As downtown Providence faced increasing development, portions of the Cove and surrounding wetlands were filled, creating tidier, man-made shorelines. The 1800s also brought a significant infrastructure challenge to American cities: the influx of railroad lines and terminals. The Providence City Council granted railroad companies the use of a depot site on fill alongside the Cove, on the condition that they would pay to build a public park around the rest of the Cove. The companies complied, creating an elliptical cove nearly a mile around and surrounded by walkways and shade trees, with the rail depot to the southeast and the State Prison on the northwestern shore.
The Cove park provided an important green space in downtown. In 1886, the Public Park Association referred to the Cove lands as "a ventilator of the city and a resort for the people," whose "cooling influence is very great."
While indeed a source of shade and cool breezes, the cove was heavily polluted with waste from mills and slaughterhouses upstream. As Providence didn't have a sewage treatment system until the 20th century, the rivers served as sewers, with human waste accumulating in the Cove and creating very unpleasant odors at low tide. (As one writer colorfully put it, the Cove was "made the receptacle of the excreta of a large part of the city.") By 1881, the Cove had been essentially cut off to foot traffic from most of downtown by busy railroad tracks, making it a much less desirable destination for casual strollers, and had become a congregating spot for "disreputable persons."

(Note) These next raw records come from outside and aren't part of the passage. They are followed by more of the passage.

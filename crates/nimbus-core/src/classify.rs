//! Pointwise cloud-tier classification of thermal-IR brightness.
//!
//! In thermal IR, bright (white) pixels are cold cloud tops. The colder the
//! top, the deeper the convection and the higher the rain potential:
//!   - Dense : deep convective cloud
//!   - Medium: moderate cloud
//!   - Low   : thin / low cloud
//!   - Clear : surface or warm cloud

use serde::{Deserialize, Serialize};

use crate::brightness::BrightnessField;
use crate::error::{Error, Result};
use crate::geo::PixelRect;

/// Ordinal cloud-density tier.
#[derive(Debug, Clone, Copy, PartialEq, Eq, PartialOrd, Ord, Hash, Serialize, Deserialize)]
pub enum CloudTier {
    Clear = 0,
    Low = 1,
    Medium = 2,
    Dense = 3,
}

impl CloudTier {
    /// Densest first, the legend order.
    pub const ALL: [CloudTier; 4] = [
        CloudTier::Dense,
        CloudTier::Medium,
        CloudTier::Low,
        CloudTier::Clear,
    ];

    pub fn ordinal(self) -> u8 {
        self as u8
    }

    pub fn label(self) -> &'static str {
        match self {
            CloudTier::Dense => "DENSE",
            CloudTier::Medium => "MEDIUM",
            CloudTier::Low => "LOW",
            CloudTier::Clear => "CLEAR",
        }
    }

    /// Overlay colour: red → orange → yellow → dark green.
    pub fn color(self) -> [u8; 3] {
        match self {
            CloudTier::Dense => [255, 0, 0],
            CloudTier::Medium => [255, 165, 0],
            CloudTier::Low => [255, 255, 0],
            CloudTier::Clear => [0, 100, 0],
        }
    }
}

/// Which side of a cutoff a value equal to it falls on.
#[derive(Debug, Clone, Copy, PartialEq, Eq, Default, Serialize, Deserialize)]
#[serde(rename_all = "snake_case")]
pub enum ThresholdEdge {
    /// `v >= cutoff` belongs to the upper tier.
    #[default]
    AtOrAbove,
    /// `v > cutoff` belongs to the upper tier.
    Above,
}

impl ThresholdEdge {
    #[inline]
    pub fn reaches(self, v: f32, cutoff: f32) -> bool {
        match self {
            ThresholdEdge::AtOrAbove => v >= cutoff,
            ThresholdEdge::Above => v > cutoff,
        }
    }

    pub fn symbol(self) -> &'static str {
        match self {
            ThresholdEdge::AtOrAbove => "≥",
            ThresholdEdge::Above => ">",
        }
    }
}

/// Brightness cutoffs separating the tiers. Must satisfy `dense > medium > low`.
#[derive(Debug, Clone, Copy, PartialEq, Serialize, Deserialize)]
pub struct Thresholds {
    pub dense: f32,
    pub medium: f32,
    pub low: f32,
}

impl Default for Thresholds {
    fn default() -> Self {
        Self {
            dense: 200.0,
            medium: 160.0,
            low: 120.0,
        }
    }
}

impl Thresholds {
    pub fn validate(&self) -> Result<()> {
        if ![self.dense, self.medium, self.low].iter().all(|v| v.is_finite()) {
            return Err(Error::Config("thresholds must be finite".into()));
        }
        if !(self.dense > self.medium && self.medium > self.low) {
            return Err(Error::Config(format!(
                "thresholds must be strictly ordered dense > medium > low, got {} / {} / {}",
                self.dense, self.medium, self.low
            )));
        }
        Ok(())
    }

    /// Tier of a single brightness value.
    #[inline]
    pub fn tier(&self, v: f32, edge: ThresholdEdge) -> CloudTier {
        if edge.reaches(v, self.dense) {
            CloudTier::Dense
        } else if edge.reaches(v, self.medium) {
            CloudTier::Medium
        } else if edge.reaches(v, self.low) {
            CloudTier::Low
        } else {
            CloudTier::Clear
        }
    }
}

/// Per-pixel tiers, row-major, same shape as the classified field.
#[derive(Debug, Clone)]
pub struct TierMap {
    pub tiers: Vec<CloudTier>,
    pub width: usize,
    pub height: usize,
}

impl TierMap {
    #[inline]
    pub fn get(&self, row: usize, col: usize) -> CloudTier {
        self.tiers[row * self.width + col]
    }

    pub fn counts(&self) -> TierCounts {
        self.counts_in(PixelRect::new(0, 0, self.width, self.height))
    }

    /// Tier histogram inside `rect`. The rectangle must lie within the map.
    pub fn counts_in(&self, rect: PixelRect) -> TierCounts {
        let mut counts = TierCounts::default();
        for r in rect.y0..rect.y1 {
            let start = r * self.width;
            for &t in &self.tiers[start + rect.x0..start + rect.x1] {
                counts.add(t);
            }
        }
        counts
    }
}

/// Classify every pixel of `field`. No neighbourhood smoothing.
pub fn classify(field: &BrightnessField, thresholds: &Thresholds, edge: ThresholdEdge) -> TierMap {
    TierMap {
        tiers: field.data.iter().map(|&v| thresholds.tier(v, edge)).collect(),
        width: field.width,
        height: field.height,
    }
}

/// Pixel counts per tier.
#[derive(Debug, Clone, Copy, PartialEq, Eq, Default)]
pub struct TierCounts {
    pub clear: usize,
    pub low: usize,
    pub medium: usize,
    pub dense: usize,
}

impl TierCounts {
    #[inline]
    pub fn add(&mut self, tier: CloudTier) {
        match tier {
            CloudTier::Clear => self.clear += 1,
            CloudTier::Low => self.low += 1,
            CloudTier::Medium => self.medium += 1,
            CloudTier::Dense => self.dense += 1,
        }
    }

    pub fn total(&self) -> usize {
        self.clear + self.low + self.medium + self.dense
    }

    /// Share of each tier in percent. All zero when nothing was counted.
    pub fn percentages(&self) -> TierPercentages {
        let total = self.total();
        if total == 0 {
            return TierPercentages::default();
        }
        let pct = |n: usize| n as f32 / total as f32 * 100.0;
        TierPercentages {
            clear: pct(self.clear),
            low: pct(self.low),
            medium: pct(self.medium),
            dense: pct(self.dense),
        }
    }
}

/// Tier shares in percent (0–100).
#[derive(Debug, Clone, Copy, PartialEq, Default, Serialize, Deserialize)]
pub struct TierPercentages {
    pub clear: f32,
    pub low: f32,
    pub medium: f32,
    pub dense: f32,
}

impl TierPercentages {
    /// Dense + medium + low.
    pub fn cloudy(&self) -> f32 {
        self.dense + self.medium + self.low
    }
}

#[cfg(test)]
mod tests {
    use super::*;
    use approx::assert_abs_diff_eq;

    #[test]
    fn tiers_follow_cutoffs() {
        let t = Thresholds::default();
        let e = ThresholdEdge::AtOrAbove;
        assert_eq!(t.tier(0.0, e), CloudTier::Clear);
        assert_eq!(t.tier(119.9, e), CloudTier::Clear);
        assert_eq!(t.tier(120.0, e), CloudTier::Low);
        assert_eq!(t.tier(160.0, e), CloudTier::Medium);
        assert_eq!(t.tier(200.0, e), CloudTier::Dense);
        assert_eq!(t.tier(255.0, e), CloudTier::Dense);
        assert_eq!(t.tier(255.0, e).ordinal(), 3);
        assert_eq!(t.tier(0.0, e).ordinal(), 0);
    }

    #[test]
    fn strict_edge_moves_boundary_values_down() {
        let t = Thresholds::default();
        assert_eq!(t.tier(200.0, ThresholdEdge::Above), CloudTier::Medium);
        assert_eq!(t.tier(120.0, ThresholdEdge::Above), CloudTier::Clear);
        assert_eq!(t.tier(200.5, ThresholdEdge::Above), CloudTier::Dense);
    }

    #[test]
    fn tiers_are_monotonic_in_brightness() {
        let t = Thresholds::default();
        for edge in [ThresholdEdge::AtOrAbove, ThresholdEdge::Above] {
            let mut prev = CloudTier::Clear;
            for step in 0..=2550 {
                let tier = t.tier(step as f32 / 10.0, edge);
                assert!(tier >= prev, "tier dropped at v={}", step as f32 / 10.0);
                prev = tier;
            }
        }
    }

    #[test]
    fn unordered_thresholds_are_rejected() {
        let bad = Thresholds { dense: 150.0, medium: 160.0, low: 120.0 };
        assert!(matches!(bad.validate(), Err(Error::Config(_))));
        let equal = Thresholds { dense: 160.0, medium: 160.0, low: 120.0 };
        assert!(equal.validate().is_err());
        assert!(Thresholds::default().validate().is_ok());
    }

    #[test]
    fn counts_partition_the_window() {
        let mut field = BrightnessField::new(4, 2, 0.0);
        field.data = vec![0.0, 130.0, 170.0, 210.0, 255.0, 210.0, 10.0, 165.0];
        let map = classify(&field, &Thresholds::default(), ThresholdEdge::AtOrAbove);
        let counts = map.counts();
        assert_eq!(counts, TierCounts { clear: 2, low: 1, medium: 2, dense: 3 });

        let pct = counts.percentages();
        assert_abs_diff_eq!(pct.dense + pct.medium + pct.low + pct.clear, 100.0, epsilon = 1e-4);
        assert!(pct.cloudy() <= 100.0);

        let right = map.counts_in(PixelRect::new(2, 0, 4, 2));
        assert_eq!(right, TierCounts { clear: 1, low: 0, medium: 2, dense: 1 });
    }

    #[test]
    fn empty_counts_give_zero_percentages() {
        assert_eq!(TierCounts::default().percentages(), TierPercentages::default());
    }
}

A long and tumultuous debate about whether to fill the Cove and cover it over with railroad tracks ended when the city sold the Cove Basin, cove lands, and promenade to the railroads. It was filled in 1891 and 1892, with tracks built on the extensive fill.
This portion of downtown remained dry land until the Providence Renaissance of the late 1990s; the circular tidal basin at Waterplace Park was created more than a hundred years after the original was filled, an homage to Providence's Great Salt Cove.